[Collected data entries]
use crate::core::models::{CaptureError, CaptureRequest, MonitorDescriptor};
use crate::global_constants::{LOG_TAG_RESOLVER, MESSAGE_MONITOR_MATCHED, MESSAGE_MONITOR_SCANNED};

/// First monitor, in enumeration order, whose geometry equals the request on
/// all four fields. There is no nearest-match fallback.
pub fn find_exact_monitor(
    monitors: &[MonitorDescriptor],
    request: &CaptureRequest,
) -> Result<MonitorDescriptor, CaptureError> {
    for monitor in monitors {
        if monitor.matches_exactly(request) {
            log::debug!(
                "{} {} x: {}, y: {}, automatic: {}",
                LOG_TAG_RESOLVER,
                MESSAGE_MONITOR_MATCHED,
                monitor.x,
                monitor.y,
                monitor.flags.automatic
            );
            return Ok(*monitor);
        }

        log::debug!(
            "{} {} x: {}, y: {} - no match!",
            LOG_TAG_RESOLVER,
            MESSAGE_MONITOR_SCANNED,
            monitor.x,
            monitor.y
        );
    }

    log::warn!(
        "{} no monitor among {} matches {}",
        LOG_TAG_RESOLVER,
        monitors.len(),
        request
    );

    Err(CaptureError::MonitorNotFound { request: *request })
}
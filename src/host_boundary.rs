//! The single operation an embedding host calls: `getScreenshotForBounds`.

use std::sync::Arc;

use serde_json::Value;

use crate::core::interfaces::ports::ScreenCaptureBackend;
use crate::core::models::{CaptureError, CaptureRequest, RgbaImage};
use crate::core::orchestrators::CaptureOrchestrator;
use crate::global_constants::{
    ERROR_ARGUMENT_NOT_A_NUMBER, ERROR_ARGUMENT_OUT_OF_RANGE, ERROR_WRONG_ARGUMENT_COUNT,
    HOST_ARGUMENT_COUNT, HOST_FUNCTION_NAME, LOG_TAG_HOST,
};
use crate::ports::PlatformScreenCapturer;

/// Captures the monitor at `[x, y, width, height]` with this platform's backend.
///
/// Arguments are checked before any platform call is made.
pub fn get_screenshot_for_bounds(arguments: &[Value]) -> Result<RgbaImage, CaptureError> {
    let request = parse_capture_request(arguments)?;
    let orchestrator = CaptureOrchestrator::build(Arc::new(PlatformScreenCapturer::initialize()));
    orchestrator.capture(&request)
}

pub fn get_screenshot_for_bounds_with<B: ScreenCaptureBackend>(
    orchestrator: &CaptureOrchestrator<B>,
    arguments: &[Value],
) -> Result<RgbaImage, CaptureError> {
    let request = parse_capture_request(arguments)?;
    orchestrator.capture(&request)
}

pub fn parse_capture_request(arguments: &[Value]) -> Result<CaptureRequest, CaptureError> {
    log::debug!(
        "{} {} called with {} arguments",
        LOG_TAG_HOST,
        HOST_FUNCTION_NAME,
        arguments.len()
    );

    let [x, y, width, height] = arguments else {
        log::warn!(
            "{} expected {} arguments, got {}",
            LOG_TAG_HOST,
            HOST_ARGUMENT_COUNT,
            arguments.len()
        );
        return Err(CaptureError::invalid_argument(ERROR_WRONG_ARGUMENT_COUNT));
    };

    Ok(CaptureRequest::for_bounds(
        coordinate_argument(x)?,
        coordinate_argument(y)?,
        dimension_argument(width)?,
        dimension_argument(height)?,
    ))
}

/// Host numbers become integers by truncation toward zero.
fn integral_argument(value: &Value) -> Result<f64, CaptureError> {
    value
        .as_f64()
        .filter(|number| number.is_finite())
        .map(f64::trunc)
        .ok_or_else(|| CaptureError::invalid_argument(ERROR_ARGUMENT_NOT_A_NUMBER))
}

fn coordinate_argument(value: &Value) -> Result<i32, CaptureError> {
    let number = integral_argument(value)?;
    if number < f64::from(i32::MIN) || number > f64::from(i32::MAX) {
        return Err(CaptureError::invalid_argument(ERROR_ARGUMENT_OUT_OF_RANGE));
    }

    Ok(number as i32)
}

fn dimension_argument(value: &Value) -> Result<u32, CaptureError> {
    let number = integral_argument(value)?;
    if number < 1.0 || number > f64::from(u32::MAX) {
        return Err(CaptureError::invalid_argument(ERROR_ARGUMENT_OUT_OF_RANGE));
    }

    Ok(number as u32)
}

> _TASK TO CARRY OUT_
All entries must be given again exactly.

> _EXERCISE ANSWER_
use crate::core::models::{CaptureError, CaptureRequest, MonitorDescriptor};
use crate::global_constants::{LOG_TAG_RESOLVER, MESSAGE_MONITOR_MATCHED, MESSAGE_MONITOR_SCANNED};

/// First monitor, in enumeration order, whose geometry equals the request on
/// all four fields. There is no nearest-match fallback.
pub fn find_exact_monitor(
    monitors: &[MonitorDescriptor],
    request: &CaptureRequest,
) -> Result<MonitorDescriptor, CaptureError> {
    for monitor in monitors {
        if monitor.matches_exactly(request) {
            log::debug!(
                "{} {} x: {}, y: {}, automatic: {}",
                LOG_TAG_RESOLVER,
                MESSAGE_MONITOR_MATCHED,
                monitor.x,
                monitor.y,
                monitor.flags.automatic
            );
            return Ok(*monitor);
        }

        log::debug!(
            "{} {} x: {}, y: {} - no match!",
            LOG_TAG_RESOLVER,
            MESSAGE_MONITOR_SCANNED,
            monitor.x,
            monitor.y
        );
    }

    log::warn!(
        "{} no monitor among {} matches {}",
        LOG_TAG_RESOLVER,
        monitors.len(),
        request
    );

    Err(CaptureError::MonitorNotFound { request: *request })
}
filename src/host_boundary.rs
//! The single operation an embedding host calls: `getScreenshotForBounds`.

use std::sync::Arc;

use serde_json::Value;

use crate::core::interfaces::ports::ScreenCaptureBackend;
use crate::core::models::{CaptureError, CaptureRequest, RgbaImage};
use crate::core::orchestrators::CaptureOrchestrator;
use crate::global_constants::{
    ERROR_ARGUMENT_NOT_A_NUMBER, ERROR_ARGUMENT_OUT_OF_RANGE, ERROR_WRONG_ARGUMENT_COUNT,
    HOST_ARGUMENT_COUNT, HOST_FUNCTION_NAME, LOG_TAG_HOST,
};
use crate::ports::PlatformScreenCapturer;

/// Captures the monitor at `[x, y, width, height]` with this platform's backend.
///
/// Arguments are checked before any platform call is made.
pub fn get_screenshot_for_bounds(arguments: &[Value]) -> Result<RgbaImage, CaptureError> {
    let request = parse_capture_request(arguments)?;
    let orchestrator = CaptureOrchestrator::build(Arc::new(PlatformScreenCapturer::initialize()));
    orchestrator.capture(&request)
}

pub fn get_screenshot_for_bounds_with<B: ScreenCaptureBackend>(
    orchestrator: &CaptureOrchestrator<B>,
    arguments: &[Value],
) -> Result<RgbaImage, CaptureError> {
    let request = parse_capture_request(arguments)?;
    orchestrator.capture(&request)
}

pub fn parse_capture_request(arguments: &[Value]) -> Result<CaptureRequest, CaptureError> {
    log::debug!(
        "{} {} called with {} arguments",
        LOG_TAG_HOST,
        HOST_FUNCTION_NAME,
        arguments.len()
    );

    let [x, y, width, height] = arguments else {
        log::warn!(
            "{} expected {} arguments, got {}",
            LOG_TAG_HOST,
            HOST_ARGUMENT_COUNT,
            arguments.len()
        );
        return Err(CaptureError::invalid_argument(ERROR_WRONG_ARGUMENT_COUNT));
    };

    Ok(CaptureRequest::for_bounds(
        coordinate_argument(x)?,
        coordinate_argument(y)?,
        dimension_argument(width)?,
        dimension_argument(height)?,
    ))
}

/// Host numbers become integers by truncation toward zero.
fn integral_argument(value: &Value) -> Result<f64, CaptureError> {
    value
        .as_f64()
        .filter(|number| number.is_finite())
        .map(f64::trunc)
        .ok_or_else(|| CaptureError::invalid_argument(ERROR_ARGUMENT_NOT_A_NUMBER))
}

fn coordinate_argument(value: &Value) -> Result<i32, CaptureError> {
    let number = integral_argument(value)?;
    if number < f64::from(i32::MIN) || number > f64::from(i32::MAX) {
        return Err(CaptureError::invalid_argument(ERROR_ARGUMENT_OUT_OF_RANGE));
    }

    Ok(number as i32)
}

fn dimension_argument(value: &Value) -> Result<u32, CaptureError> {
    let number = integral_argument(value)?;
    if number < 1.0 || number > f64::from(u32::MAX) {
        return Err(CaptureError::invalid_argument(ERROR_ARGUMENT_OUT_OF_RANGE));
    }

    Ok(number as u32)
}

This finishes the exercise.